Relevant trials with a live VZV vaccine were undertaken from 1984 to 1999. It was appreciated that the participants had preexisting VZV-specific immunity and that an investigational vaccine would be unique in preventing reactivation of an endogenous latent infection , rather than preventing a new infection . An important positive feature for the live and the recombinant HZ vaccines is that they will likely boost immune memory developed during childhood varicella, possibly further maintained by endogenous and exogenous boosting.

There were two important concerns when the live HZ vaccine was being developed: (1) that preexisting immunity in vaccinees might limit replication of the administered live vaccine; and (2) that this live vaccine was being administered by a non-natural route, with a quantity of infectious VZV that might not mimic the natural challenge of reactivation, to a target population known to have waning immunity to VZV.

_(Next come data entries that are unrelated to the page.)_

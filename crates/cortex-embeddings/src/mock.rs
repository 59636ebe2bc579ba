use async_trait::async_trait;

use cortex_core::errors::CortexResult;
use cortex_core::traits::EmbeddingProvider;

/// Deterministic, dependency-free embedding provider for tests and for
/// running the kernel without a real model configured. Hashes the input
/// text into a fixed-size vector so identical content always embeds
/// identically and similar prefixes land close together.
pub struct MockEmbeddingProvider {
    dimensions: usize,
}

impl MockEmbeddingProvider {
    pub fn new(dimensions: usize) -> Self {
        Self { dimensions }
    }
}

impl Default for MockEmbeddingProvider {
    fn default() -> Self {
        Self::new(64)
    }
}

#[async_trait]
impl EmbeddingProvider for MockEmbeddingProvider {
    async fn embed(&self, text: &str) -> CortexResult<Vec<f32>> {
        Ok(hash_embed(text, self.dimensions))
    }

    async fn embed_batch(&self, texts: &[String]) -> CortexResult<Vec<Vec<f32>>> {
        Ok(texts.iter().map(|t| hash_embed(t, self.dimensions)).collect())
    }

    fn dimensions(&self) -> usize {
        self.dimensions
    }
}

/// Token-hash bag-of-words embedding: each whitespace token is hashed into
/// a bucket and accumulated, then the vector is L2-normalized.
fn hash_embed(text: &str, dimensions: usize) -> Vec<f32> {
    let mut v = vec![0.0f32; dimensions];
    for token in text.split_whitespace() {
        let mut hash: u64 = 1469598103934665603; // FNV offset basis
        for b in token.as_bytes() {
            hash ^= *b as u64;
            hash = hash.wrapping_mul(1099511628211);
        }
        let bucket = (hash as usize) % dimensions;
        v[bucket] += 1.0;
    }
    let norm: f32 = v.iter().map(|x| x * x).sum::<f32>().sqrt();
    if norm > 0.0 {
        for x in v.iter_mut() {
            *x /= norm;
        }
    }
    v
}

#[cfg(test)]
mod tests {
    use super::*;

    #[tokio::test]
    async fn same_text_embeds_identically() {
        let provider = MockEmbeddingProvider::new(32);
        let a = provider.embed("hello world").await.unwrap();
        let b = provider.embed("hello world").await.unwrap();
        assert_eq!(a, b);
        assert_eq!(a.len(), 32);
    }

    #[tokio::test]
    async fn different_text_usually_differs() {
        let provider = MockEmbeddingProvider::new(32);
        let a = provider.embed("hello world").await.unwrap();
        let b = provider.embed("goodbye moon").await.unwrap();
        assert_ne!(a, b);
    }
}
//! Metacognition (§4/C10): the three introspective operations the
//! `reflect|confidence|uncertainty` routes expose — explaining why a
//! memory's confidence is what it is, summarizing where an agent's
//! knowledge is thin, and reviewing which learned procedures are earning
//! their keep. Read-only: nothing here mutates store state.

pub mod engine;
pub mod explain;
pub mod reflection;
pub mod uncertainty;

pub use engine::MetacognitionEngine;
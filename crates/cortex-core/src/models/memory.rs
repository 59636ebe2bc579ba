use crate::ids::{AgentId, MemoryId, TenantId};
use chrono::{DateTime, Utc};
use serde::{Deserialize, Serialize};
use std::collections::HashMap;

/// §3 Memory (semantic belief) `type`.
#[derive(Debug, Clone, Copy, PartialEq, Eq, Serialize, Deserialize)]
#[serde(rename_all = "snake_case")]
pub enum MemoryType {
    Preference,
    Fact,
    Decision,
    Constraint,
}

/// §3 Memory `provenance`.
#[derive(Debug, Clone, Copy, PartialEq, Eq, Serialize, Deserialize)]
#[serde(rename_all = "snake_case")]
pub enum Provenance {
    User,
    Agent,
    Tool,
    Derived,
    Inferred,
}

/// A pure function of confidence (§3 "Tiers") — never persisted.
#[derive(Debug, Clone, Copy, PartialEq, Eq, Serialize, Deserialize)]
#[serde(rename_all = "snake_case")]
pub enum Tier {
    Hot,
    Warm,
    Cold,
    Archive,
}

/// The unit of persistent knowledge (§3 Memory).
#[derive(Debug, Clone, Serialize, Deserialize)]
pub struct Memory {
    pub id: MemoryId,
    pub tenant_id: TenantId,
    pub agent_id: AgentId,
    pub memory_type: MemoryType,
    pub content: String,
    pub embedding: Option<Vec<f32>>,
    pub provenance: Provenance,
    /// Invariant: always in `[0, 0.99]` after every mutation.
    pub confidence: f64,
    /// Invariant: monotone per Reinforce call; may decrease under Penalize
    /// down to 0.
    pub reinforcement_count: u64,
    /// Per-day decay rate used by the confidence engine's time decay.
    pub decay_rate: f64,
    pub last_verified_at: DateTime<Utc>,
    pub last_accessed_at: DateTime<Utc>,
    pub access_count: u64,
    pub expires_at: Option<DateTime<Utc>>,
    pub metadata: HashMap<String, serde_json::Value>,
    pub created_at: DateTime<Utc>,
    /// Count of consecutive decay passes this memory has spent at the
    /// `Archive` tier (§4.8); two in a row is terminal.
    pub consecutive_archive_passes: u32,
}

impl Memory {
    pub fn new(
        tenant_id: TenantId,
        agent_id: AgentId,
        memory_type: MemoryType,
        content: impl Into<String>,
        provenance: Provenance,
        confidence: f64,
        decay_rate: f64,
    ) -> Self {
        let now = Utc::now();
        Self {
            id: MemoryId::new(),
            tenant_id,
            agent_id,
            memory_type,
            content: content.into(),
            embedding: None,
            provenance,
            confidence: confidence.clamp(
                crate::constants::CONFIDENCE_MIN,
                crate::constants::CONFIDENCE_MAX,
            ),
            reinforcement_count: 0,
            decay_rate,
            last_verified_at: now,
            last_accessed_at: now,
            access_count: 0,
            expires_at: None,
            metadata: HashMap::new(),
            created_at: now,
            consecutive_archive_passes: 0,
        }
    }

    /// Pure function of confidence (§3 "Tiers").
    pub fn tier(&self) -> Tier {
        crate::constants::tier(self.confidence)
    }
}
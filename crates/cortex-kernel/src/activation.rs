//! §4.4 Working-memory activation and session management (§6
//! `/v1/agents/{id}/activate`, `/v1/sessions`).

use std::time::Instant;

use cortex_core::errors::CortexResult;
use cortex_core::ids::{AgentId, TenantId};
use cortex_core::models::WorkingMemorySession;
use cortex_session::{ActivationOutcome, ActivationRequest};

use crate::kernel::CortexKernel;

pub struct ActivateParams {
    pub tenant_id: TenantId,
    pub agent_id: AgentId,
    pub goal: Option<String>,
    pub cues: Vec<String>,
    pub context: Vec<String>,
    pub deadline: Option<Instant>,
}

pub struct SetGoalParams {
    pub tenant_id: TenantId,
    pub agent_id: AgentId,
    pub goal: String,
}

impl CortexKernel {
    pub async fn activate(&self, params: ActivateParams) -> CortexResult<ActivationOutcome> {
        let scope = cortex_core::ids::AgentScope::new(params.tenant_id, params.agent_id);
        let _guard = self.locks.acquire(scope).await;

        self.activation
            .activate(
                ActivationRequest {
                    tenant_id: params.tenant_id,
                    agent_id: params.agent_id,
                    goal: params.goal,
                    cues: params.cues,
                    context: params.context,
                },
                params.deadline,
            )
            .await
    }

    pub async fn get_session(&self, tenant_id: TenantId, agent_id: AgentId, max_slots: usize) -> CortexResult<WorkingMemorySession> {
        self.sessions.get_or_create(tenant_id, agent_id, max_slots).await
    }

    pub async fn set_goal(&self, params: SetGoalParams) -> CortexResult<WorkingMemorySession> {
        let scope = cortex_core::ids::AgentScope::new(params.tenant_id, params.agent_id);
        let _guard = self.locks.acquire(scope).await;

        let mut session = self
            .sessions
            .get_or_create(params.tenant_id, params.agent_id, self.config.session.max_slots)
            .await?;
        session.current_goal = Some(params.goal);
        self.sessions.save(session).await
    }
}
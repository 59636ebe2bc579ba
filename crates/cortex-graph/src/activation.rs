use std::collections::{HashMap, HashSet, VecDeque};

use cortex_core::constants::relation_decay_multiplier;
use cortex_core::errors::CortexResult;
use cortex_core::models::RelationType;
use cortex_core::traits::GraphStore;

/// Minimum activation below which a node is not expanded further (§4.3
/// step 2 "Graph expansion").
pub const ACTIVATION_FLOOR: f64 = 0.05;

/// Default neighbor fanout cap per node (§4.3 complexity budget).
pub const DEFAULT_FANOUT_LIMIT: usize = 20;

/// Result of BFS spreading activation from a set of seed nodes.
#[derive(Debug, Clone, Default)]
pub struct ActivationResult {
    /// Best activation reached for each node id, seeds included at 1.0.
    pub activation: HashMap<String, f64>,
    /// The hop distance at which each node's best activation was recorded.
    pub depth: HashMap<String, u32>,
}

/// §4.3 step 2: seed a BFS from each candidate's memory id. At hop `d`
/// (starting at 1), for each edge `(u -> v, type)` matching
/// `relation_filter` (if any), propagate
/// `act(v) = max(act(v), act(u) * strength * decay_multiplier(type))`.
/// Stop expanding past `max_hops` or once activation falls below
/// [`ACTIVATION_FLOOR`].
pub async fn spreading_activation(
    store: &dyn GraphStore,
    seeds: &[(String, f64)],
    max_hops: u32,
    fanout_limit: usize,
    relation_filter: Option<&[RelationType]>,
) -> CortexResult<ActivationResult> {
    let mut result = ActivationResult::default();
    let mut frontier: VecDeque<(String, u32)> = VecDeque::new();

    for (id, seed_activation) in seeds {
        result.activation.insert(id.clone(), seed_activation.max(
            result.activation.get(id).copied().unwrap_or(0.0),
        ));
        result.depth.entry(id.clone()).or_insert(0);
        frontier.push_back((id.clone(), 0));
    }

    let mut visited_at_hop: HashSet<(String, u32)> = HashSet::new();

    while let Some((node_id, hop)) = frontier.pop_front() {
        if hop >= max_hops {
            continue;
        }
        let current_activation = *result.activation.get(&node_id).unwrap_or(&0.0);
        if current_activation < ACTIVATION_FLOOR {
            continue;
        }
        if !visited_at_hop.insert((node_id.clone(), hop)) {
            continue;
        }

        let mut edges = store.edges_from(&node_id).await?;
        if let Some(filter) = relation_filter {
            edges.retain(|e| filter.contains(&e.relation_type));
        }
        edges.sort_by(|a, b| b.strength.partial_cmp(&a.strength).unwrap_or(std::cmp::Ordering::Equal));
        edges.truncate(fanout_limit);

        for edge in edges {
            let propagated =
                current_activation * edge.strength * relation_decay_multiplier(edge.relation_type);
            if propagated < ACTIVATION_FLOOR {
                continue;
            }
            let slot = result.activation.entry(edge.target_id.clone()).or_insert(0.0);
            if propagated > *slot {
                *slot = propagated;
                result.depth.insert(edge.target_id.clone(), hop + 1);
            }
            frontier.push_back((edge.target_id, hop + 1));
        }
    }

    Ok(result)
}

#[cfg(test)]
mod tests {
    use super::*;
    use cortex_core::models::GraphEdge;
    use std::sync::Arc;

    #[derive(Default)]
    struct FakeGraphStore {
        edges: dashmap_stub::EdgeMap,
    }

    mod dashmap_stub {
        use super::GraphEdge;
        use std::collections::HashMap;
        use std::sync::Mutex;

        #[derive(Default)]
        pub struct EdgeMap(pub Mutex<HashMap<String, Vec<GraphEdge>>>);
    }

    #[async_trait::async_trait]
    impl GraphStore for FakeGraphStore {
        async fn upsert_edge(&self, edge: GraphEdge) -> CortexResult<GraphEdge> {
            self.edges.0.lock().unwrap().entry(edge.source_id.clone()).or_default().push(edge.clone());
            Ok(edge)
        }
        async fn get_edge(
            &self,
            _source_id: &str,
            _target_id: &str,
            _relation_type: RelationType,
        ) -> CortexResult<Option<GraphEdge>> {
            Ok(None)
        }
        async fn edges_from(&self, node_id: &str) -> CortexResult<Vec<GraphEdge>> {
            Ok(self.edges.0.lock().unwrap().get(node_id).cloned().unwrap_or_default())
        }
        async fn record_traversal(
            &self,
            _source_id: &str,
            _target_id: &str,
            _relation_type: RelationType,
        ) -> CortexResult<()> {
            Ok(())
        }
        async fn all_edges(
            &self,
            _tenant_id: cortex_core::ids::TenantId,
            _agent_id: cortex_core::ids::AgentId,
        ) -> CortexResult<Vec<GraphEdge>> {
            Ok(self.edges.0.lock().unwrap().values().flatten().cloned().collect())
        }
        async fn delete_edge(
            &self,
            source_id: &str,
            _target_id: &str,
            _relation_type: RelationType,
        ) -> CortexResult<()> {
            self.edges.0.lock().unwrap().remove(source_id);
            Ok(())
        }
    }

    #[tokio::test]
    async fn activation_decays_across_hops() {
        let store = FakeGraphStore::default();
        store
            .upsert_edge(GraphEdge::new("a", "b", RelationType::Causal, 0.9))
            .await
            .unwrap();
        store
            .upsert_edge(GraphEdge::new("b", "c", RelationType::Causal, 0.9))
            .await
            .unwrap();

        let result = spreading_activation(
            &store,
            &[("a".to_string(), 1.0)],
            2,
            DEFAULT_FANOUT_LIMIT,
            None,
        )
        .await
        .unwrap();

        assert!(result.activation["b"] > result.activation["c"]);
        assert_eq!(result.depth["c"], 2);
    }

    #[allow(dead_code)]
    fn _type_check(store: Arc<dyn GraphStore>) {
        let _ = store;
    }
}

Two studies of vaccine immunogenicity were especially important. , These each had more than 200 participants who were ≥55 years old. These and subsequent studies demonstrated the safety of the vaccine and provided dose-response data, based on immune responses, that determined the composition of the vaccine. , The number of VZV-specific CD4 + memory T cells in vaccinees was increased approximately twofold. For all age groups combined, the half-life for the booster effect was 56 months. At the highest dose, the vaccine effect declined little over 5 years. , , Injection-site reactions were similar in frequency and severity to those occurring with the pneumococcal vaccine. No age effect on the vaccine-induced boost was observed in these pilot studies. Subsequent studies determined that VZV-spacific cytotoxic CD8 + T cells were also increased in number following vaccine. , Safety was demonstrated in older subjects with comorbidities, specifically persons with controlled diabetes mellitus or chronic obstructive pulmonary disease.

Prior to embarking on a definitive efficacy trial of the live HZ vaccine, a questionnaire to record HZ pain and discomfort was validated and laboratory methods were chosen and validated for measuring VZV-CMI. The pain assessment methods became a standard tool for current studies of HZ and related vaccines/therapies.